*** Opening Dataset entries ***

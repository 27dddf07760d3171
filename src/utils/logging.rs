//! Logging setup plus conditional logging macros that check a module-level
//! `ENABLE_LOGS` flag.
//!
//! Usage:
//! ```rust,ignore
//! // In your module, define the flag first:
//! const ENABLE_LOGS: bool = true;
//!
//! // Then use the macros (they're exported at the crate root):
//! use crate::{log_info, log_warn, log_error};
//!
//! log_info!("This will log if ENABLE_LOGS is true");
//! ```

use std::sync::Once;

static INIT: Once = Once::new();

/// Initialize the `env_logger` backend (reads `RUST_LOG`, Info by default).
///
/// Safe to call more than once; only the first call installs the logger.
pub fn init_logging() {
    INIT.call_once(|| {
        let _ = env_logger::Builder::from_default_env()
            .filter_level(log::LevelFilter::Info)
            .parse_default_env()
            .try_init();
    });
}

/// Macro for conditional debug logging.
/// Checks the `ENABLE_LOGS` const in the calling module.
#[macro_export]
macro_rules! log_debug {
    ($($arg:tt)*) => {
        if ENABLE_LOGS {
            log::debug!($($arg)*);
        }
    };
}

/// Macro for conditional info logging.
/// Checks the `ENABLE_LOGS` const in the calling module.
///
/// Each module that uses this macro must define:
/// ```rust,ignore
/// const ENABLE_LOGS: bool = true; // or false
/// ```
#[macro_export]
macro_rules! log_info {
    ($($arg:tt)*) => {
        if ENABLE_LOGS {
            log::info!($($arg)*);
        }
    };
}

/// Macro for conditional warn logging.
/// Checks the `ENABLE_LOGS` const in the calling module.
#[macro_export]
macro_rules! log_warn {
    ($($arg:tt)*) => {
        if ENABLE_LOGS {
            log::warn!($($arg)*);
        }
    };
}

/// Macro for conditional error logging.
/// Checks the `ENABLE_LOGS` const in the calling module.
#[macro_export]
macro_rules! log_error {
    ($($arg:tt)*) => {
        if ENABLE_LOGS {
            log::error!($($arg)*);
        }
    };
}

*** Closing Dataset entries ***

Return all of the entries word for word.

repository 27dddf07760d3171
filename src/utils/logging.rs
//! Logging setup plus conditional logging macros that check a module-level
//! `ENABLE_LOGS` flag.
//!
//! Usage:
//! ```rust,ignore
//! // In your module, define the flag first:
//! const ENABLE_LOGS: bool = true;
//!
//! // Then use the macros (they're exported at the crate root):
//! use crate::{log_info, log_warn, log_error};
//!
//! log_info!("This will log if ENABLE_LOGS is true");
//! ```

use std::sync::Once;

static INIT: Once = Once::new();

/// Initialize the `env_logger` backend (reads `RUST_LOG`, Info by default).
///
/// Safe to call more than once; only the first call installs the logger.
pub fn init_logging() {
    INIT.call_once(|| {
        let _ = env_logger::Builder::from_default_env()
            .filter_level(log::LevelFilter::Info)
            .parse_default_env()
            .try_init();
    });
}

/// Macro for conditional debug logging.
/// Checks the `ENABLE_LOGS` const in the calling module.
#[macro_export]
macro_rules! log_debug {
    ($($arg:tt)*) => {
        if ENABLE_LOGS {
            log::debug!($($arg)*);
        }
    };
}

/// Macro for conditional info logging.
/// Checks the `ENABLE_LOGS` const in the calling module.
///
/// Each module that uses this macro must define:
/// ```rust,ignore
/// const ENABLE_LOGS: bool = true; // or false
/// ```
#[macro_export]
macro_rules! log_info {
    ($($arg:tt)*) => {
        if ENABLE_LOGS {
            log::info!($($arg)*);
        }
    };
}

/// Macro for conditional warn logging.
/// Checks the `ENABLE_LOGS` const in the calling module.
#[macro_export]
macro_rules! log_warn {
    ($($arg:tt)*) => {
        if ENABLE_LOGS {
            log::warn!($($arg)*);
        }
    };
}

/// Macro for conditional error logging.
/// Checks the `ENABLE_LOGS` const in the calling module.
#[macro_export]
macro_rules! log_error {
    ($($arg:tt)*) => {
        if ENABLE_LOGS {
            log::error!($($arg)*);
        }
    };
}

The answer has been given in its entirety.